» THE TASK: Return the data below exactly, but only from the line containing "SamStore / BudgetStore" through the line containing "let raw: String = row.get(5)?;", with both of those lines included.

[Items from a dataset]
// ============================================================================
// SECTION: SamStore / BudgetStore
// ============================================================================

fn solicitation_from_row(row: &rusqlite::Row<'_>) -> rusqlite::Result<Solicitation> {
    let build = || -> Result<Solicitation, SqliteStoreError> {
        let raw: String = row.get(5)?;
        Ok(Solicitation {
            id: parse_id(&row.get::<_, String>(0)?, "solicitation id")?,
            organization_id: parse_id(&row.get::<_, String>(1)?, "organization id")?,
            notice_id: row.get(2)?,
            solicitation_number: row.get(3)?,
            title: row.get(4)?,
            raw: serde_json::from_str(&raw).map_err(|error| SqliteStoreError::Corrupt(error.to_string()))?,
            first_seen_at: parse_timestamp(&row.get::<_, String>(6)?)?,
            last_seen_at: parse_timestamp(&row.get::<_, String>(7)?)?,
        })
    };
    build().map_err(|error| rusqlite::Error::FromSqlConversionFailure(0, rusqlite::types::Type::Text, Box::new(error)))
}

#[async_trait]
impl SamStore for SqliteStore {
    async fn find_solicitation_by_notice_id(&self, organization_id: OrganizationId, notice_id: &str) -> Result<Option<Solicitation>, StoreError> {
        let notice_id = notice_id.to_string();
        self.with_connection(move |connection| {
            connection
                .query_row(
                    "SELECT id, organization_id, notice_id, solicitation_number, title, raw, first_seen_at, last_seen_at
                     FROM sam_solicitations WHERE organization_id = ?1 AND notice_id = ?2",
                    params![organization_id.to_string(), notice_id],
                    solicitation_from_row,
                )
                .optional()
                .map_err(SqliteStoreError::from)
        })
        .await
    }

    async fn save_solicitation(&self, solicitation: Solicitation) -> Result<Solicitation, StoreError> {
        self.with_connection(move |connection| {
            connection
                .execute(
                    "INSERT INTO sam_solicitations (
                        id, organization_id, notice_id, solicitation_number, title, raw, first_seen_at, last_seen_at
                    ) VALUES (?1, ?2, ?3, ?4, ?5, ?6, ?7, ?8)
                    ON CONFLICT(organization_id, notice_id) DO UPDATE SET
                        solicitation_number = excluded.solicitation_number,
                        title = excluded.title,
                        raw = excluded.raw,
                        last_seen_at = excluded.last_seen_at",
                    params![
                        solicitation.id.to_string(),
                        solicitation.organization_id.to_string(),
                        solicitation.notice_id,
                        solicitation.solicitation_number,
                        solicitation.title,
                        solicitation.raw.to_string(),
                        solicitation.first_seen_at.to_rfc3339(),
                        solicitation.last_seen_at.to_rfc3339(),
                    ],
                )
                .map_err(|error| SqliteStoreError::from_write(error, "sam solicitation"))?;
            Ok(solicitation)
        })
        .await
    }

    async fn create_notice(&self, notice: Notice) -> Result<Notice, StoreError> {
        self.with_connection(move |connection| {
            connection
                .execute(
                    "INSERT INTO sam_notices (id, solicitation_id, notice_type, posted_date, raw, created_at)
                     VALUES (?1, ?2, ?3, ?4, ?5, ?6)",
                    params![
                        notice.id.to_string(),
                        notice.solicitation_id.to_string(),
                        notice.notice_type,
                        notice.posted_date.to_rfc3339(),
                        notice.raw.to_string(),
                        notice.created_at.to_rfc3339(),
                    ],
                )
                .map_err(|error| SqliteStoreError::from_write(error, "sam notice"))?;
            Ok(notice)
        })
        .await
    }
}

» SOLUTION FOR THIS PROBLEM:
// SECTION: SamStore / BudgetStore
// ============================================================================

fn solicitation_from_row(row: &rusqlite::Row<'_>) -> rusqlite::Result<Solicitation> {
    let build = || -> Result<Solicitation, SqliteStoreError> {
        let raw: String = row.get(5)?;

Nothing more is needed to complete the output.